[What needs to be done]:
An exact reprint of the whole listing is what the answer must contain.

[Listed records]:
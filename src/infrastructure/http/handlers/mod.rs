//! HTTP Handlers

mod combination;
mod ping;

pub use combination::*;
pub use ping::*;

[Completed task]:
filename src/infrastructure/http/handlers/mod.rs
//! HTTP Handlers

mod combination;
mod ping;

pub use combination::*;
pub use ping::*;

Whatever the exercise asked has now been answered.